For one thing, risk-adjusted rewards become far more complicated. Two investments with the same Sharpe ratio may have the same risk-adjusted reward if the risk-reward ratio is a straight line; but if the ratio is a curve, then you have to make some pretty radical adjustments to that ratio. This is a good thing, since both a municipal bond ETF and a 3X daily leveraged ETF can have higher Sharpe ratios than an index fund, and arguably that shouldn’t be the case.
For another, the recognition that at a certain point lowering risk can increase returns should make a big difference in how we look at investing. It helps justify low-beta approaches, low-volatility approaches, and increased carefulness in how thoroughly we examine our investment opportunities.

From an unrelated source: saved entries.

use std::{
    io,
    path::{Path, PathBuf},
};

use walkdir::WalkDir;

/// Permissions used for directories created for generated mocks.
pub const DIR_PERMISSIONS: u32 = 0o775;

/// Permissions used for generated mock files.
pub const FILE_PERMISSIONS: u32 = 0o664;

/// Filesystem operations used while generating and tidying mocks.
///
/// Every method may be called concurrently from multiple generation jobs.
pub trait FsWrite: Send + Sync {
    /// Write `contents` to `path`, creating or truncating the file.
    fn write_file(&self, path: &Path, contents: &str, mode: u32) -> io::Result<()>;

    /// Create `path` and any missing parents.
    fn create_dir_all(&self, path: &Path, mode: u32) -> io::Result<()>;

    /// List every path below `dir`, depth first, including `dir` itself.
    fn list_recursive(&self, dir: &Path) -> io::Result<Vec<PathBuf>>;

    /// Remove `path` and anything below it. Missing paths are not an error.
    fn remove_all(&self, path: &Path) -> io::Result<()>;

    /// Remove everything matching the glob `pattern`.
    fn glob_remove_all(&self, pattern: &str) -> io::Result<()>;
}

/// [`FsWrite`] backed by the real filesystem.
#[derive(Debug, Clone, Copy, Default)]
pub struct OsFs;

impl FsWrite for OsFs {
    fn write_file(&self, path: &Path, contents: &str, mode: u32) -> io::Result<()> {
        use std::io::Write;

        let mut options = std::fs::OpenOptions::new();
        options.write(true).create(true).truncate(true);
        set_file_mode(&mut options, mode);

        let mut file = options.open(path)?;
        file.write_all(contents.as_bytes())
    }

    fn create_dir_all(&self, path: &Path, mode: u32) -> io::Result<()> {
        let mut builder = std::fs::DirBuilder::new();
        builder.recursive(true);
        set_dir_mode(&mut builder, mode);
        builder.create(path)
    }

    fn list_recursive(&self, dir: &Path) -> io::Result<Vec<PathBuf>> {
        let mut paths = Vec::new();
        for entry in WalkDir::new(dir).follow_links(false).sort_by_file_name() {
            paths.push(entry?.into_path());
        }
        Ok(paths)
    }

    fn remove_all(&self, path: &Path) -> io::Result<()> {
        let metadata = match std::fs::symlink_metadata(path) {
            Ok(metadata) => metadata,
            Err(err) if err.kind() == io::ErrorKind::NotFound => return Ok(()),
            Err(err) => return Err(err),
        };

        let result = if metadata.is_dir() {
            std::fs::remove_dir_all(path)
        } else {
            std::fs::remove_file(path)
        };

        match result {
            Err(err) if err.kind() == io::ErrorKind::NotFound => Ok(()),
            other => other,
        }
    }

    fn glob_remove_all(&self, pattern: &str) -> io::Result<()> {
        let matches = glob::glob(pattern)
            .map_err(|err| io::Error::new(io::ErrorKind::InvalidInput, err))?;

        for entry in matches {
            let path = entry.map_err(io::Error::from)?;
            self.remove_all(&path)?;
        }
        Ok(())
    }
}

#[cfg(unix)]
fn set_file_mode(options: &mut std::fs::OpenOptions, mode: u32) {
    use std::os::unix::fs::OpenOptionsExt;
    options.mode(mode);
}

#[cfg(not(unix))]
fn set_file_mode(_options: &mut std::fs::OpenOptions, _mode: u32) {}

#[cfg(unix)]
fn set_dir_mode(builder: &mut std::fs::DirBuilder, mode: u32) {
    use std::os::unix::fs::DirBuilderExt;
    builder.mode(mode);
}

#[cfg(not(unix))]
fn set_dir_mode(_builder: &mut std::fs::DirBuilder, _mode: u32) {}
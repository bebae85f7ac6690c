//! Tidy operation - remove mock files nothing generates anymore.

use ensure_core::ExitCleanup;
use ensure_manifest::Config;
use eyre::Result;

use super::mock_generator;
use crate::reports::TidyReport;

/// Options for the tidy operation.
pub struct TidyOptions {
    /// Whether to preview without removing.
    pub dry_run: bool,
}

/// Execute the tidy operation.
pub fn tidy(config: &Config, exit_cleanup: &ExitCleanup, opts: TidyOptions) -> Result<TidyReport> {
    // Tidying never runs a backend, so the selection does not matter here
    let generator = mock_generator(config, None, exit_cleanup);

    let removed = if opts.dry_run {
        generator.plan_tidy(config)?.removals
    } else {
        generator.tidy_mocks(config)?.removed
    };

    Ok(TidyReport {
        root: config.root_path.clone(),
        dry_run: opts.dry_run,
        removed,
    })
}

The idea that higher risk will lead to higher returns has been used to justify a lot of very risky investments without due consideration of their merits.
XII. How to reduce risk while increasing reward
Let’s take this out of the financial markets for a moment, and apply this question to other things in life. If you’re buying a used car, for instance, how do you reduce the risk of engine failure while increasing the chance that you’ll be driving that car for a good while? You look under the hood. If you’re planning a vacation, for instance, how do you reduce the risk of stinky motels, bad meals, and missed flights while increasing the chance that you’ll have a great time? You spend a lot of time researching your options and plan every day carefully. (There are other ways to have a great vacation, but they’re a lot riskier.) If you’re hiring a new employee, how do you reduce the risk of getting a malcontent, an embezzler, or a bum while increasing the chance of hiring a productive worker who’ll come up with fresh ideas to improve your business? You interview your prospects carefully and check their references. These are all extremely standard practices.
The same is true for investing. Research every stock you buy, every investment you make. Don’t follow the hype, don’t trust talking heads, don’t rely on hunches or instinct, don’t follow one or two simple rules/factors and ignore everything else about your investments. Remember that risk and reward are on a curve, and reach for the top of that curve. That’s the way to win the investment game.
CAGR since 1/1/16: 45%.
My top ten holdings right now: NTWK, PCOM, OSIR, PDEX, PERI, RLGT, LFVN, FGBI, ELMD, DAVE.